ANDREA CECILIA CURA; GIMENA GÓMEZ; ENRICO GLAAB; MAREK OSTASZEWSKI; JORGE GONÇALVEZ; OSCAR S. GERSHANIK; IRENE RE. TARAVINI

Congreso; XXXII Congreso Anual SAN 2017; 2017

L-DOPA is the most effective treatment of Parkinson´s disease (PD), but it frequently produces response fluctuations and abnormal involuntary movements after long-term treatment. Pramipexole is a D2/D3 dopamine receptor agonist which has a lower efficacy but also a lower propensity to induce motor complications. Therefore, it is likely that different molecular changes underlie these specific pharmacological responses.

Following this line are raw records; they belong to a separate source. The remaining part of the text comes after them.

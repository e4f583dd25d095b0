use chrono::NaiveDate;
use serde::{Deserialize, Serialize};
use utoipa::ToSchema;

#[derive(Debug, Serialize, Deserialize, sqlx::FromRow, ToSchema)]
pub struct Rapport {
    pub id: u64,
    #[schema(example = "First term report")]
    pub title: String,
    #[schema(example = "2026-12-18", value_type = String, format = "date")]
    pub due_date: NaiveDate,
    #[schema(example = "6A, 6B")]
    pub classes: Option<String>,
}

/// A delivery joined with the rapport it answers. Title and due date are
/// null once the rapport is gone.
#[derive(Debug, Serialize, Deserialize, sqlx::FromRow, ToSchema)]
pub struct RapportDelivery {
    pub id: u64,
    pub rapport_id: u64,
    pub title: Option<String>,
    #[schema(value_type = Option<String>, format = "date")]
    pub due_date: Option<NaiveDate>,
    pub teacher_name: String,
    #[schema(value_type = Option<String>, format = "date")]
    pub delivered_day: Option<NaiveDate>,
    pub delivered_classes: Option<String>,
    pub days_late: Option<i32>,
}
use anyhow::{Result, anyhow};
use futures_util::StreamExt;
use moka::future::Cache;
use sqlx::MySqlPool;
use std::sync::Arc;
use std::time::Duration;

use crate::error::StoreError;
use crate::store::AttendanceStore;

/// Cached list of known teacher names.
///
/// Attendance validation and the roster view read it on every request;
/// teacher mutations call [`TeacherDirectory::invalidate`].
#[derive(Clone)]
pub struct TeacherDirectory {
    cache: Cache<(), Arc<Vec<String>>>,
}

impl TeacherDirectory {
    pub fn new(ttl: Duration) -> Self {
        Self {
            cache: Cache::builder().max_capacity(1).time_to_live(ttl).build(),
        }
    }

    pub async fn names<S: AttendanceStore>(&self, store: &S) -> Result<Arc<Vec<String>>, StoreError> {
        if let Some(names) = self.cache.get(&()).await {
            return Ok(names);
        }
        let names = Arc::new(store.teacher_names().await?);
        self.cache.insert((), names.clone()).await;
        Ok(names)
    }

    pub async fn prime(&self, names: Vec<String>) {
        self.cache.insert((), Arc::new(names)).await;
    }

    pub async fn invalidate(&self) {
        self.cache.invalidate(&()).await;
    }
}

/// Load the teacher roster into the directory using a streamed query
pub async fn warmup_teacher_directory(
    directory: &TeacherDirectory,
    pool: &MySqlPool,
    capacity_hint: usize,
) -> Result<()> {
    let mut stream = sqlx::query_as::<_, (String,)>(
        "SELECT name FROM teachers WHERE name <> '' ORDER BY name",
    )
    .fetch(pool);

    let mut names = Vec::with_capacity(capacity_hint);

    while let Some(row) = stream.next().await {
        let (name,) = row.map_err(|e| anyhow!("DB row fetch failed: {}", e))?;
        names.push(name);
    }

    let total = names.len();
    directory.prime(names).await;

    log::info!("Teacher directory warmup complete: {} teachers", total);
    Ok(())
}
use std::collections::HashMap;

use serde::Serialize;
use utoipa::ToSchema;

use super::clock::ClockTime;
use crate::model::attendance::{AttendanceRecord, AttendanceStatus};

#[derive(Debug, Clone, PartialEq, Eq, Serialize, ToSchema)]
pub struct RosterRow {
    pub teacher: String,
    #[schema(value_type = Option<String>, example = "08:00")]
    pub time: Option<ClockTime>,
    pub status: AttendanceStatus,
}

impl RosterRow {
    fn sort_key(&self) -> (bool, u16, &str) {
        let unsigned = self.status == AttendanceStatus::NotSigned;
        // blank time sorts after 23:59
        let time = self.time.map_or(u16::MAX, ClockTime::minutes);
        (unsigned, time, self.teacher.as_str())
    }
}

/// Every known teacher with their record for the day, signed teachers first,
/// then by sign-in time, then by name.
pub fn build_full_roster(known_teachers: &[String], existing: &[AttendanceRecord]) -> Vec<RosterRow> {
    let by_name: HashMap<&str, &AttendanceRecord> =
        existing.iter().map(|r| (r.teacher.as_str(), r)).collect();

    let mut rows: Vec<RosterRow> = known_teachers
        .iter()
        .map(|name| match by_name.get(name.as_str()) {
            Some(rec) => RosterRow {
                teacher: name.clone(),
                time: rec.time,
                status: rec.status,
            },
            None => RosterRow {
                teacher: name.clone(),
                time: None,
                status: AttendanceStatus::NotSigned,
            },
        })
        .collect();

    rows.sort_by(|a, b| a.sort_key().cmp(&b.sort_key()));
    rows
}

/// Day listing order: by time, blank times last, then by name.
pub fn sort_by_time(records: &mut [AttendanceRecord]) {
    records.sort_by(|a, b| {
        let ka = (a.time.map_or(u16::MAX, ClockTime::minutes), a.teacher.as_str());
        let kb = (b.time.map_or(u16::MAX, ClockTime::minutes), b.teacher.as_str());
        ka.cmp(&kb)
    });
}

#[cfg(test)]
mod tests {
    use super::*;
    use chrono::NaiveDate;

    fn record(teacher: &str, time: &str, status: AttendanceStatus) -> AttendanceRecord {
        AttendanceRecord {
            teacher: teacher.into(),
            date: NaiveDate::from_ymd_opt(2026, 10, 16).unwrap(),
            time: ClockTime::parse(time),
            status,
        }
    }

    fn names(list: &[&str]) -> Vec<String> {
        list.iter().map(|s| s.to_string()).collect()
    }

    #[test]
    fn unsigned_teachers_follow_signed_ones() {
        let rows = build_full_roster(
            &names(&["Ana", "Bob"]),
            &[record("Ana", "08:00", AttendanceStatus::Present)],
        );
        assert_eq!(
            rows,
            vec![
                RosterRow {
                    teacher: "Ana".into(),
                    time: ClockTime::parse("08:00"),
                    status: AttendanceStatus::Present,
                },
                RosterRow {
                    teacher: "Bob".into(),
                    time: None,
                    status: AttendanceStatus::NotSigned,
                },
            ]
        );
    }

    #[test]
    fn signed_rows_sort_by_time_then_name_with_blank_times_last() {
        let rows = build_full_roster(
            &names(&["dora", "Cleo", "Bob", "Ana", "Eli", "Abe"]),
            &[
                record("Ana", "09:10", AttendanceStatus::VeryLate),
                record("Bob", "", AttendanceStatus::Absent),
                record("Cleo", "07:55", AttendanceStatus::Present),
                record("dora", "07:55", AttendanceStatus::Present),
                record("Eli", "", AttendanceStatus::Excused),
            ],
        );
        let order: Vec<_> = rows.iter().map(|r| r.teacher.as_str()).collect();
        // "Cleo" < "dora" because uppercase sorts first
        assert_eq!(order, vec!["Cleo", "dora", "Ana", "Bob", "Eli", "Abe"]);
        assert_eq!(rows[5].status, AttendanceStatus::NotSigned);
    }

    #[test]
    fn records_for_unknown_teachers_are_not_shown() {
        let rows = build_full_roster(
            &names(&["Ana"]),
            &[record("Ghost", "08:00", AttendanceStatus::Present)],
        );
        assert_eq!(rows.len(), 1);
        assert_eq!(rows[0].status, AttendanceStatus::NotSigned);
    }

    #[test]
    fn day_listing_orders_by_time() {
        let mut records = vec![
            record("Bob", "", AttendanceStatus::Absent),
            record("Ana", "08:40", AttendanceStatus::Late),
            record("Cleo", "08:05", AttendanceStatus::Present),
        ];
        sort_by_time(&mut records);
        let order: Vec<_> = records.iter().map(|r| r.teacher.as_str()).collect();
        assert_eq!(order, vec!["Cleo", "Ana", "Bob"]);
    }
}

Transcriptomic technologies have aided large-scale research to elucidate the link between a specific gene or a cluster of genes and a particular biological mechanism. We used DNA microarray technology to assess whether the striatal gene expression profiles of hemiparkinsonian rats treated with L-DOPA or Pramipexole show statistically significant differences. To produce a model of early PD, rats received a unilateral injection of 6-OHDA in the striatum and were treated with L-DOPA or Pramipexole for three weeks. Differences in gene expression were assessed using the empirical Bayes moderated t-statistic. Overall, more than a thousand of genes were differentially expressed. The PD map of the University of Luxembourg was used as an exploratory tool to point out the localization of differentially expressed genes within biological pathways and compartments refining gene selection. This analysis will reveal new genetic striatal networks possibly contributing to the therapeutic effects of the most common treatments for PD.